Williams and Kilburn applied for British patents on Dec. 11, 1946[4] and Oct. 2, 1947,[5] followed by US patent applications on Dec. 10, 1947 (U.S. Patent 2,951,176) and May 16, 1949 (U.S. Patent 2,777,971).
Working principle
The Williams tube depends on an effect called secondary emission. When a dot is drawn on a cathode ray tube by a beam of fast-moving electrons, the area of the dot becomes slightly positively charged and the area immediately around it becomes slightly negatively charged, creating a charge well. The charge well remains on the surface of the tube for a fraction of a second, allowing the device to act as a computer memory. The lifetime of the charge well depends on the electrical resistance of the inside of the tube.
The dot can be erased by drawing a second dot immediately next to the first one, thus filling the charge well. Most systems did this by drawing a short dash starting at the dot position, so that the extension of the dash erased the charge initially stored at the starting point.

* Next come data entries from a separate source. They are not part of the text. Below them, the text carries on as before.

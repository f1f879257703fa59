//! Shared query parameter types for API handlers.

use serde::Deserialize;
use staffing_core::employee::EmployeeFilter;
use staffing_core::paging::Page;
use staffing_core::types::DbId;

/// Generic pagination parameters (`?limit=&offset=`).
///
/// Values are clamped by [`Page::clamped`].
#[derive(Debug, Default, Deserialize)]
pub struct PaginationParams {
    pub limit: Option<i64>,
    pub offset: Option<i64>,
}

impl PaginationParams {
    /// `Some` only when the caller asked for a page.
    pub fn page(&self) -> Option<Page> {
        if self.limit.is_none() && self.offset.is_none() {
            return None;
        }
        Some(Page::clamped(self.limit, self.offset))
    }
}

/// Query parameters for `GET /employees`.
#[derive(Debug, Default, Deserialize)]
pub struct EmployeeListParams {
    pub company_id: Option<DbId>,
    pub gender: Option<String>,
    pub active: Option<bool>,
    pub limit: Option<i64>,
    pub offset: Option<i64>,
}

impl EmployeeListParams {
    pub fn filter(&self) -> EmployeeFilter {
        EmployeeFilter {
            company_id: self.company_id,
            gender: self.gender.clone(),
            active: self.active,
        }
    }

    pub fn pagination(&self) -> PaginationParams {
        PaginationParams {
            limit: self.limit,
            offset: self.offset,
        }
    }
}
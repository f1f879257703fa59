//! Integration tests for the health check endpoint and general HTTP behaviour.

mod common;

use axum::body::Body;
use axum::http::{Method, Request, StatusCode};
use common::{body_json, get};
use tower::ServiceExt;

#[tokio::test]
async fn health_check_reports_memory_store() {
    let app = common::build_test_app(common::test_state());
    let response = get(app, "/health").await;

    assert_eq!(response.status(), StatusCode::OK);

    let json = body_json(response).await;
    assert_eq!(json["status"], "ok");
    assert_eq!(json["store"], "memory");
    assert!(json["version"].is_string());
    assert_eq!(json["db_healthy"], true);
}

#[tokio::test]
async fn unknown_route_returns_404() {
    let app = common::build_test_app(common::test_state());
    let response = get(app, "/this-route-does-not-exist").await;

    assert_eq!(response.status(), StatusCode::NOT_FOUND);
}

#[tokio::test]
async fn response_contains_x_request_id_header() {
    let app = common::build_test_app(common::test_state());
    let response = get(app, "/health").await;

    let request_id = response
        .headers()
        .get("x-request-id")
        .expect("Response must contain an x-request-id header");

    // The value should be a valid UUID (36 chars with hyphens).
    assert_eq!(request_id.to_str().unwrap().len(), 36);
}

#[tokio::test]
async fn cors_preflight_returns_correct_headers() {
    let app = common::build_test_app(common::test_state());

    let request = Request::builder()
        .method(Method::OPTIONS)
        .uri("/api/v1/employees")
        .header("Origin", "http://localhost:5173")
        .header("Access-Control-Request-Method", "POST")
        .header("Access-Control-Request-Headers", "content-type")
        .body(Body::empty())
        .unwrap();

    let response = app.oneshot(request).await.unwrap();

    assert_eq!(response.status(), StatusCode::OK);
    assert_eq!(
        response
            .headers()
            .get("access-control-allow-origin")
            .expect("Missing Access-Control-Allow-Origin header")
            .to_str()
            .unwrap(),
        "http://localhost:5173"
    );
    assert!(
        response
            .headers()
            .get("access-control-allow-credentials")
            .is_none(),
        "No credentials are exchanged, so none may be allowed"
    );
}

#[tokio::test]
async fn cors_preflight_does_not_allow_authorization_header() {
    let app = common::build_test_app(common::test_state());

    let request = Request::builder()
        .method(Method::OPTIONS)
        .uri("/api/v1/employees")
        .header("Origin", "http://localhost:5173")
        .header("Access-Control-Request-Method", "GET")
        .header("Access-Control-Request-Headers", "authorization")
        .body(Body::empty())
        .unwrap();

    let response = app.oneshot(request).await.unwrap();

    let allowed = response
        .headers()
        .get("access-control-allow-headers")
        .map(|v| v.to_str().unwrap().to_ascii_lowercase())
        .unwrap_or_default();
    assert!(!allowed.contains("authorization"));
}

Information is read from the tube by means of a metal pickup plate that covers the face of the tube. Each time a dot is created or erased, the change in electrical charge induces a voltage pulse in the pickup plate. Since this operation is synchronised with whichever location on the screen is being targeted at that moment, it effectively reads the data stored there. Because the electron beam is essentially inertia-free, and thus can be steered from location to location very quickly, there is no practical restriction in the order of positions so accessed, hence the so-called ″random-access″ nature of the lookup.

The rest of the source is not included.